Giù le mani dai piccoli Comuni

Egregio direttore, chiediamo ospitalità anche sulle colonne del «Cittadino», da sempre punto di riferimento per gli abitanti della provincia di Lodi, per dare il nostro contributo alla discussione sui piccoli Comuni e sul destino loro riservato dall’ultima manovra economica. Con la manovra di agosto il Governo ha infatti pensato bene di accorpare forzosamente i Comuni con meno di 1000 abitanti (in Lombardia sono 327). Per quale motivo un provvedimento del genere rientri in una manovra economica che deve reperire 45 miliardi di euro è oscuro a chiunque abbia un minimo di dimestichezza con gli affari pubblici. Secondo i suoi estensori, la ragione principale di ciò starebbe nell’abbattimento dei costi della politica e infatti ministri e sottosegretari hanno da subito sbandierato la bandiera delle 54mila poltrone cancellate. Ma di quali poltrone parliamo? Parliamo di consiglieri comunali che percepiscono la bellezza di 17 euro (lordi) a seduta per 3-4 sedute all’anno, che spesso e volentieri nemmeno ritirano per lasciarli in Comune. Parliamo di assessori che ricevono un’indennità di 130 euro al mese, spesso anche queste devolute al Comune.

Parliamo dell’ impegno civile di cittadini che si impegnano come volontari nella politica locale e che lo fanno senza interesse alcuno. Di persone per bene che da queste decisioni vengono umiliate.

Quantifichiamo realisticamente tutti questi “costi” della politica nei piccoli comuni in 400 mila euro per la Lombardia?

Bene, pensiamo che un singolo parlamentare, tra stipendio, diaria e benefit vari costa allo Stato almeno 300 mila euro all’anno. Che un consigliere regionale percepisce quasi altrettanto. Che le authority statali hanno costi a dir poco imbarazzanti. E’ evidente a tutti che i costi della politica ci sono eccome: ma fino a quando sarà la casta a decidere dove tagliare, i tagli andranno sempre a ricadere altrove.
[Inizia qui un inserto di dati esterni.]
use std::{fmt, str::FromStr};

use chrono::{DateTime, NaiveDate, Utc};
use serde::{Deserialize, Serialize};

/// GitHub handle whose status the dashboard tracks.
pub const TRACKED_USERNAME: &str = "NK-NiteshKumar";

#[derive(Debug, Clone, PartialEq, Serialize, Deserialize)]
pub struct DashboardSnapshot {
    #[serde(default)]
    pub username: Option<String>,
    pub github: Option<GithubStatus>,
    pub leetcode: Option<LeetCodeStatus>,
    pub last_updated: DateTime<Utc>,
}

#[derive(Debug, Clone, PartialEq, Serialize, Deserialize)]
pub struct GithubStatus {
    pub has_commits_today: bool,
    pub commit_count: u32,
    #[serde(default)]
    pub commits: Vec<CommitInfo>,
}

#[derive(Debug, Clone, PartialEq, Serialize, Deserialize)]
pub struct CommitInfo {
    pub message: String,
    pub repository: String,
    #[serde(default, skip_serializing_if = "Option::is_none")]
    pub sha: Option<String>,
    #[serde(default, skip_serializing_if = "Option::is_none")]
    pub author: Option<String>,
    #[serde(default, skip_serializing_if = "Option::is_none")]
    pub url: Option<String>,
    #[serde(default, skip_serializing_if = "Option::is_none")]
    pub committed_date: Option<DateTime<Utc>>,
}

#[derive(Debug, Clone, PartialEq, Serialize, Deserialize)]
pub struct LeetCodeStatus {
    pub potd_solved: bool,
    pub potd_title: String,
    pub potd_difficulty: Difficulty,
    pub potd_date: NaiveDate,
    #[serde(default, skip_serializing_if = "Option::is_none")]
    pub user_status: Option<String>,
}

#[derive(Debug, Clone, Copy, PartialEq, Eq, Serialize, Deserialize)]
pub enum Difficulty {
    Easy,
    Medium,
    Hard,
}

#[derive(Debug, Clone, Copy, PartialEq, Eq, Hash, Serialize, Deserialize)]
#[serde(rename_all = "lowercase")]
pub enum Platform {
    Github,
    Leetcode,
}

impl Platform {
    pub fn as_str(self) -> &'static str {
        match self {
            Platform::Github => "github",
            Platform::Leetcode => "leetcode",
        }
    }
}

impl fmt::Display for Platform {
    fn fmt(&self, f: &mut fmt::Formatter<'_>) -> fmt::Result {
        f.write_str(self.as_str())
    }
}

impl FromStr for Platform {
    type Err = InvalidPlatform;

    fn from_str(value: &str) -> Result<Self, Self::Err> {
        match value.trim().to_ascii_lowercase().as_str() {
            "github" => Ok(Platform::Github),
            "leetcode" => Ok(Platform::Leetcode),
            _ => Err(InvalidPlatform(value.to_string())),
        }
    }
}

#[derive(Debug, Clone, PartialEq, Eq, thiserror::Error)]
#[error("unsupported platform: {0}")]
pub struct InvalidPlatform(pub String);

/// Wall-clock reminder time in `HH:MM` form.
#[derive(Debug, Clone, PartialEq, Eq, Serialize, Deserialize)]
#[serde(try_from = "String", into = "String")]
pub struct TriggerTime(String);

#[derive(Debug, Clone, PartialEq, Eq, thiserror::Error)]
#[error("trigger time must be HH:MM, got {0:?}")]
pub struct InvalidTriggerTime(pub String);

impl TriggerTime {
    pub fn as_str(&self) -> &str {
        &self.0
    }
}

impl FromStr for TriggerTime {
    type Err = InvalidTriggerTime;

    fn from_str(value: &str) -> Result<Self, Self::Err> {
        let invalid = || InvalidTriggerTime(value.to_string());
        let (hours, minutes) = value.split_once(':').ok_or_else(invalid)?;
        if hours.len() != 2 || minutes.len() != 2 {
            return Err(invalid());
        }
        if !hours.bytes().chain(minutes.bytes()).all(|b| b.is_ascii_digit()) {
            return Err(invalid());
        }
        let hours: u8 = hours.parse().map_err(|_| invalid())?;
        let minutes: u8 = minutes.parse().map_err(|_| invalid())?;
        if hours > 23 || minutes > 59 {
            return Err(invalid());
        }
        Ok(Self(value.to_string()))
    }
}

impl TryFrom<String> for TriggerTime {
    type Error = InvalidTriggerTime;

    fn try_from(value: String) -> Result<Self, Self::Error> {
        value.parse()
    }
}

impl From<TriggerTime> for String {
    fn from(value: TriggerTime) -> Self {
        value.0
    }
}

impl fmt::Display for TriggerTime {
    fn fmt(&self, f: &mut fmt::Formatter<'_>) -> fmt::Result {
        f.write_str(&self.0)
    }
}

#[derive(Debug, Clone, PartialEq, Serialize, Deserialize)]
pub struct Trigger {
    pub id: String,
    pub platform: Platform,
    pub username: String,
    // Kept as the backend sent it; only outgoing times are validated.
    pub trigger_time: String,
    pub enabled: bool,
    // The backend emits naive timestamps here, so it is not parsed.
    #[serde(default, skip_serializing_if = "Option::is_none")]
    pub created_at: Option<String>,
}

#[derive(Debug, Clone, PartialEq, Serialize)]
pub struct NewTrigger {
    pub platform: Platform,
    pub username: String,
    pub trigger_time: TriggerTime,
    pub enabled: bool,
}

#[derive(Debug, Clone, Deserialize)]
pub struct BackendHealth {
    pub status: String,
    #[serde(default)]
    pub github_token_configured: bool,
}

#[derive(Deserialize, Serialize, Clone, Debug, PartialEq)]
pub struct PushSubscription {
    pub endpoint: String,
    #[serde(rename = "expirationTime")]
    pub expiration_time: Option<i64>,
    pub keys: PushKeys,
}

#[derive(Deserialize, Serialize, Clone, Debug, PartialEq)]
pub struct PushKeys {
    pub p256dh: String,
    pub auth: String,
}

#[derive(Serialize, Deserialize, Clone, Debug)]
pub struct StoredSubscription {
    pub subscription: PushSubscription,
    pub created_at: DateTime<Utc>,
    #[serde(default)]
    pub delete_token: String,
}

#[derive(Serialize)]
pub struct SubscribeResponse {
    pub id: String,
    pub delete_token: String,
}

#[derive(Serialize)]
pub struct ConfigResponse {
    pub public_key: String,
}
Si dice che i Comuni in Italia sarebbero troppi, che sprecano.

Sono più che in Europa? Vediamo: in Italia sono 8.094. In Lombardia, che ha 9,8 milioni di abitanti, ce sono 1544. In Austria ci sono 2.357 Comuni su 8.360.000 abitanti; in Germania 12.104 Comuni su 81 milioni; in Francia 36.680 Comuni su 64 milioni; in Svizzera 2.596 Comuni su 7milioni di abitanti; in Spagna 8.116 Comuni su 45 milioni. E in nessuno di questi casi il Governo si è sognato di abolire i Consigli comunali. E i costi non sono inferiori che in Italia, anzi.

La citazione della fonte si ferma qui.